1. An ejection nozzle that is detachably attached to a printer head from which molten resin is ejected from a 3D modeling device, The aforementioned discharge nozzle is A receiving unit that is attached to the printer head and receives molten resin, The tip portion is equipped with a discharge port for discharging the molten resin that has flowed into the receiving portion, From the receiving portion to the tip portion, there is a passage portion through which the molten resin passes, A valve is provided within the passage portion for opening and closing the discharge port portion, The system includes a drive unit connected to the valve portion, which drives the valve portion to move forward and backward relative to the discharge port portion.

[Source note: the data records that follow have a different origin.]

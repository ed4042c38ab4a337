//! Detour server
//!
//! Runs the remote tunnel endpoint: accepts encrypted sessions, decodes the
//! requested target and dials it on the client's behalf.

use anyhow::{Context, Result};
use clap::Parser;
use detour::tunnel::TunnelServer;
use tracing::info;

/// Detour server - remote tunnel endpoint
#[derive(Parser, Debug)]
#[command(name = "detour-server")]
#[command(about = "Remote relay endpoint for the detour proxy")]
#[command(version)]
struct Args {
    /// Listen port
    #[arg(short, long, default_value_t = 8080)]
    port: u16,

    /// Shared passphrase; must match the clients
    #[arg(short = 'k', long, default_value = "detour")]
    passkey: String,

    /// Log level (trace, debug, info, warn, error)
    #[arg(short = 'v', long, default_value = "info")]
    log_level: String,
}

#[tokio::main]
async fn main() -> Result<()> {
    let args = Args::parse();

    tracing_subscriber::fmt()
        .with_env_filter(&args.log_level)
        .init();

    info!("Detour server v{}", detour::VERSION);

    let server = TunnelServer::bind(args.port, &args.passkey)
        .await
        .context("failed to start endpoint")?;

    tokio::select! {
        result = server.run() => result.context("endpoint failed")?,
        _ = tokio::signal::ctrl_c() => info!("shutting down..."),
    }

    Ok(())
}
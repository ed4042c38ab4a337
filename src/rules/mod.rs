//! Domain routing rules
//!
//! A rule's text form is a one-character mode marker followed by a domain or
//! domain suffix, e.g. `~example.com`. Resolution walks the hostname from the
//! full name down to its shortest suffix, so a rule for `example.com` also
//! covers `www.example.com` but not `notexample.com`.

use std::fmt;
use std::io::{BufRead, BufReader, Write};
use std::path::Path;
use std::sync::atomic::{AtomicU8, Ordering};
use std::time::{SystemTime, UNIX_EPOCH};

use dashmap::DashMap;
use thiserror::Error;
use tracing::warn;

/// Rule errors
#[derive(Debug, Error)]
pub enum RuleError {
    #[error("rule mode must be one of [~, @, !]: {0:?}")]
    InvalidRule(String),
}

/// Routing decision for a connection.
///
/// `Rule` is the lookup sentinel: as a table's global mode it means "consult
/// the rules", and as a resolution result it means "no rule matched". It is
/// never a stored entry's mode.
#[derive(Debug, Clone, Copy, PartialEq, Eq)]
#[repr(u8)]
pub enum Mode {
    Rule = b'*',
    Tunnel = b'~',
    Direct = b'@',
    Drop = b'!',
}

impl Mode {
    /// The marker character used in rule text and logs.
    pub fn marker(self) -> char {
        self as u8 as char
    }

    pub fn from_marker(c: char) -> Option<Self> {
        match c {
            '*' => Some(Mode::Rule),
            '~' => Some(Mode::Tunnel),
            '@' => Some(Mode::Direct),
            '!' => Some(Mode::Drop),
            _ => None,
        }
    }

    fn from_u8(b: u8) -> Self {
        Mode::from_marker(b as char).unwrap_or(Mode::Tunnel)
    }
}

impl fmt::Display for Mode {
    fn fmt(&self, f: &mut fmt::Formatter<'_>) -> fmt::Result {
        write!(f, "{}", self.marker())
    }
}

/// One parsed rule: a domain (or suffix) and its routing mode.
#[derive(Debug, Clone, PartialEq, Eq)]
pub struct Rule {
    pub domain: String,
    pub mode: Mode,
}

impl Rule {
    /// Parse the text form `<marker><domain>`.
    ///
    /// The reserved `*` marker and anything that is not a known marker is
    /// rejected; so is an empty domain.
    pub fn parse(text: &str) -> Result<Self, RuleError> {
        let mut chars = text.chars();
        let marker = chars.next().ok_or_else(|| RuleError::InvalidRule(text.to_string()))?;
        let domain = chars.as_str();

        let mode = match Mode::from_marker(marker) {
            Some(Mode::Rule) | None => return Err(RuleError::InvalidRule(text.to_string())),
            Some(m) => m,
        };
        if domain.is_empty() {
            return Err(RuleError::InvalidRule(text.to_string()));
        }

        Ok(Self { domain: domain.to_string(), mode })
    }
}

impl fmt::Display for Rule {
    fn fmt(&self, f: &mut fmt::Formatter<'_>) -> fmt::Result {
        write!(f, "{}{}", self.mode, self.domain)
    }
}

/// Concurrent domain → mode table with a global default mode.
///
/// Reads never block writers; a resolution sees either the old or the new
/// state of a concurrent mutation, never a torn entry.
pub struct RuleTable {
    rules: DashMap<String, Mode>,
    mode: AtomicU8,
    persist_lock: parking_lot::Mutex<()>,
}

impl RuleTable {
    pub fn new(mode: Mode) -> Self {
        Self {
            rules: DashMap::new(),
            mode: AtomicU8::new(mode as u8),
            persist_lock: parking_lot::Mutex::new(()),
        }
    }

    /// The global mode.
    pub fn mode(&self) -> Mode {
        Mode::from_u8(self.mode.load(Ordering::Relaxed))
    }

    /// Change the global mode. Takes effect for connections resolved after
    /// the store; in-flight connections keep the mode they already resolved.
    pub fn set_mode(&self, mode: Mode) {
        self.mode.store(mode as u8, Ordering::Relaxed);
    }

    /// Resolve a hostname to a routing mode.
    ///
    /// When the global mode is anything but `Rule` it wins unconditionally.
    /// Otherwise the hostname is matched longest-suffix-first: the full name,
    /// then with the leftmost label stripped, until a rule matches or no dot
    /// remains. `Mode::Rule` comes back as the "no match" sentinel.
    pub fn resolve(&self, host: &str) -> Mode {
        let global = self.mode();
        if global != Mode::Rule {
            return global;
        }

        let mut suffix = host;
        loop {
            if let Some(mode) = self.rules.get(suffix) {
                return *mode;
            }
            match suffix.find('.') {
                Some(i) => suffix = &suffix[i + 1..],
                None => return Mode::Rule,
            }
        }
    }

    /// Parse and store a rule, overwriting any entry for the same domain.
    pub fn add(&self, text: &str) -> Result<(), RuleError> {
        let rule = Rule::parse(text)?;
        self.rules.insert(rule.domain, rule.mode);
        Ok(())
    }

    /// Remove the entry for a rule's domain (marker stripped); removing an
    /// absent rule is not an error.
    pub fn delete(&self, text: &str) {
        let mut chars = text.chars();
        if chars.next().is_some() {
            self.rules.remove(chars.as_str());
        }
    }

    pub fn len(&self) -> usize {
        self.rules.len()
    }

    pub fn is_empty(&self) -> bool {
        self.rules.is_empty()
    }

    /// All rules in text form, sorted by domain ascending.
    pub fn sorted(&self) -> Vec<String> {
        let mut rules: Vec<Rule> = self
            .rules
            .iter()
            .map(|e| Rule { domain: e.key().clone(), mode: *e.value() })
            .collect();
        rules.sort_by(|a, b| a.domain.cmp(&b.domain));
        rules.iter().map(Rule::to_string).collect()
    }

    /// Load rules from a text file, one per line. Malformed lines are warned
    /// and skipped, not fatal. Returns the number of rules added.
    pub fn load(&self, path: &Path) -> std::io::Result<usize> {
        let file = std::fs::File::open(path)?;
        let mut count = 0;
        for line in BufReader::new(file).lines() {
            let line = line?;
            if line.is_empty() {
                continue;
            }
            match self.add(&line) {
                Ok(()) => count += 1,
                Err(e) => warn!("skipping rule line: {e}"),
            }
        }
        Ok(count)
    }

    /// Write all rules back to a text file, sorted, via a temp file in the
    /// same directory and an atomic rename. A reader never observes a
    /// partial file; concurrent persists serialize on an in-process lock.
    pub fn persist(&self, path: &Path) -> std::io::Result<()> {
        let _guard = self.persist_lock.lock();

        let nanos = SystemTime::now()
            .duration_since(UNIX_EPOCH)
            .map(|d| d.subsec_nanos())
            .unwrap_or(0);
        let mut tmp = path.as_os_str().to_os_string();
        tmp.push(format!(".{nanos}"));

        let mut file = std::fs::File::create(&tmp)?;
        for rule in self.sorted() {
            writeln!(file, "{rule}")?;
        }
        drop(file);

        std::fs::rename(&tmp, path)
    }
}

A discharge nozzle characterized by the following features.

2. The discharge nozzle according to claim 1, wherein a central part is fitted between the receiving part and the tip part, and the drive part is incorporated within the central part.

3. The discharge nozzle according to claim 1, wherein the drive unit includes a crank mechanism that drives the valve unit to move forward and backward relative to the discharge port.

4. The discharge nozzle according to claim 1, wherein the valve portion is a needle valve.

5. The discharge nozzle according to claim 2, wherein the passage portion is formed within the central portion.

6. The discharge nozzle according to claim 5, wherein a branched flow channel is formed in the passing portion within the central portion.